Walt Green, 51, of Akron, tried to early vote the beginning of last week but the lines were too long and then drove by the elections board on Sunday and was again discouraged by the lines.
Green was waiting in line about 11 a.m. and planning to vote for President Barack Obama.
“I am going Democrat,” said Green, who works at the post office, who was optimistic about Obama’s chances.
“It’s looking great,” he said.
University of Akron student Joe Filimon was willing to wait the expected hour to two hours Monday because he had classes scheduled for Election Day and several tests during the week.
“Romney,” he said, was his choice for president.
“I have conservative views,” Filimon said.
Licensed practical nurse Christen Byrd said her schedule was full today and she would not be able to vote on Election Day.
“I think it will be close,” said the Obama supporter. “But I think he is going to win.
University of Akron student Jay Masters, 27, of Cuyahoga Falls, said he would vote for Romney on Monday because he was pressed for time today.
“I think it is going to be a landslide,” in favor of Romney said Masters.
Turnout, he said, was larger than he anticipated, but he was glad to be voting.

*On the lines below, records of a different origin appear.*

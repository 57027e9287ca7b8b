//! Escalation scheduling.
//!
//! Each due, unpaid (obligation, cycle) walks through the configured
//! offsets: step 0 when it falls due, then one step per offset measured
//! from step 0's emission. The host keeps no timers for us, so the wait for
//! the next step is itself a notification: a silent placeholder tagged with
//! the next step's [`DedupKey`] and scheduled for that step's target time.
//! When it fires the dispatcher calls back in here, the visible reminder
//! replaces the placeholder under the same tag, and the next placeholder is
//! armed.
//!
//! ```text
//! NotDue -> Due(0) -> AwaitingTrigger(1) -> Due(1) -> ... -> Escalated
//!              \____________________\___________________\__> Paid | CycleRolled
//! ```
//!
//! No state is kept besides the ledger. Step 0's ledger record is the
//! anchor for all later targets, and the first offset without a record is
//! the next step.

use chrono::{DateTime, Days, FixedOffset, TimeZone};
use serde::Serialize;
use tracing::{debug, info, warn};

use crate::cycle::{self, current_cycle, DueOccurrence};
use crate::dispatcher::{Outcome, WakeReport};
use crate::error::{CoreError, PresentError, StoreError};
use crate::ledger::{DedupKey, DedupLedger};
use crate::messages::PushPayload;
use crate::model::{Cycle, DailyTime, Obligation, SchedulerSettings};
use crate::presenter::{NotificationRequest, Presenter, DAILY_CHECK_TAG};
use crate::storage::{DurableStore, EscalationConfig};

const HOUR_MS: i64 = 60 * 60 * 1000;

/// Where one (obligation, cycle) stands in its reminder sequence.
#[derive(Debug, Clone, Copy, PartialEq, Eq, Serialize)]
#[serde(tag = "state", rename_all = "kebab-case", rename_all_fields = "camelCase")]
pub enum EscalationState {
    /// Not due (yet) in this cycle, and nothing has fired.
    NotDue,
    /// `step` should be shown now.
    Due { step: usize },
    /// `step` is next, at `at_ms`.
    AwaitingTrigger { step: usize, at_ms: i64 },
    /// Every step has been shown.
    Escalated,
    Paid,
    /// The cycle is over; its keys are inert.
    CycleRolled,
    /// The obligation no longer exists.
    Removed,
}
//! # Paywatch Core Library
//!
//! This library is the reminder engine behind Paywatch: it tells the user
//! about recurring payments that are due, from a process the host may
//! suspend or kill between wakes. The CLI is a thin host over the same
//! library.
//!
//! ## Architecture
//!
//! - **Storage**: SQLite key/value store for obligations, settings, and the
//!   dedup ledger, plus TOML-based engine configuration
//! - **Cycle calculator**: pure date logic for "is this due now"
//! - **Ledger**: at-most-once claims per (obligation, cycle, step)
//! - **Escalation**: step sequencing, chained through scheduled notifications
//! - **Dispatcher**: one entry point per host wake
//! - **Presenter**: reminder rendering and the notification host seam
//!
//! ## Key Components
//!
//! - [`WakeDispatcher`]: Host entry point
//! - [`EscalationScheduler`]: Reminder state machine
//! - [`DedupLedger`]: Fired-reminder bookkeeping
//! - [`SqliteStore`]: Durable store
//! - [`NotificationHost`]: Trait for the host's notification surface

pub mod cycle;
pub mod dispatcher;
pub mod error;
pub mod escalation;
pub mod ledger;
pub mod messages;
pub mod model;
pub mod presenter;
pub mod storage;

pub use cycle::{current_cycle, due_occurrence, is_due, is_due_within, DueOccurrence};
pub use dispatcher::{Interaction, Outcome, Wake, WakeDispatcher, WakeReport};
pub use error::{ConfigError, CoreError, PresentError, StoreError, ValidationError};
pub use escalation::{next_daily_check, EscalationScheduler, EscalationState};
pub use ledger::{DedupKey, DedupLedger, FiredRecord};
pub use messages::{AppMessage, PushPayload};
pub use model::{Cycle, DailyTime, Obligation, SchedulerSettings};
pub use presenter::{Handle, LocalHost, MemoryHost, NotificationHost, NotificationRequest, Presenter};
pub use storage::{Collection, Config, DurableStore, OpenStore, SqlitePath, SqliteStore, StoreExt};
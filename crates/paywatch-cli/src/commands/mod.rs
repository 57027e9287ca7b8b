pub mod config;
pub mod host;
pub mod notifications;
pub mod obligation;
pub mod settings;
pub mod wake;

“We have to do our part,” he said.
For Tony Goldinger, 55, of Akron, after learning that the wait Monday was an hour to two hours, the Obama supporter left without voting.
After driving the neighborhood for a half-hour, looking for a place to park, he then walked to the board and learned of the lengthy wait facing him.
Goldinger said he could not vote today because his wife, Toni Goldinger, had outpatient surgery scheduled and he had to be with her and then care for her when she got home after the surgery.
“I’m not going to vote, unfortunately,” he said.
“At least this way it will be one vote Romney won’t get,” he said.
Summit County Sheriff’s Office Inspector Bill Holland said the department had to more than double the number of deputies who helped with traffic and crowds at the Board of Elections over the weekend and Monday.
Last week, there were two deputies at a time at the early voting site at the Board of Elections but Saturday, Sunday and Monday, five deputies were working to control crowds and traffic due to the number of people who were waiting in line to vote, Holland said.
Liz Mozzocco, 30, music director and midday on-air announcer at WAPS 91.3 The Summit told listeners Monday about her experience waiting for three hours to vote on Sunday.
She said she arrived at the Board of Elections in Akron at 3:30 p.m. and even though the board closed at 5 p.m. those who were in line were allowed to vote.
“It was crazy,” she said of the huge crowed waiting to vote but it was worth it.
“It helps you realize what we faced was pretty minor compared to what a lot of people have faced in American history” in trying to vote.
“It was worth it,” she said.
She finally left the elections board at 6:30 p.m. Sunday, casting her vote for Obama.
Ohio Secretary of State Jon Husted reported Saturday that as of Friday more than 1.6 million Ohioans had already cast their ballots and of more than 1.3 million absentee ballots that have been mailed to voters during the absentee voting period, more than 1 million have already been returned.
In addition, Husted said, nearly 500,000 have voted in person at their local elections board or vote center in the state.
Absentee ballots returned by mail must have been postmarked by Monday, Nov. 5, and received no later than Nov. 16.
Voters can also return their absentee ballot in person to their local elections board up until the close of polls today.
Husted said voters who requested an absentee ballot but who instead vote in person will be required to vote provisionally.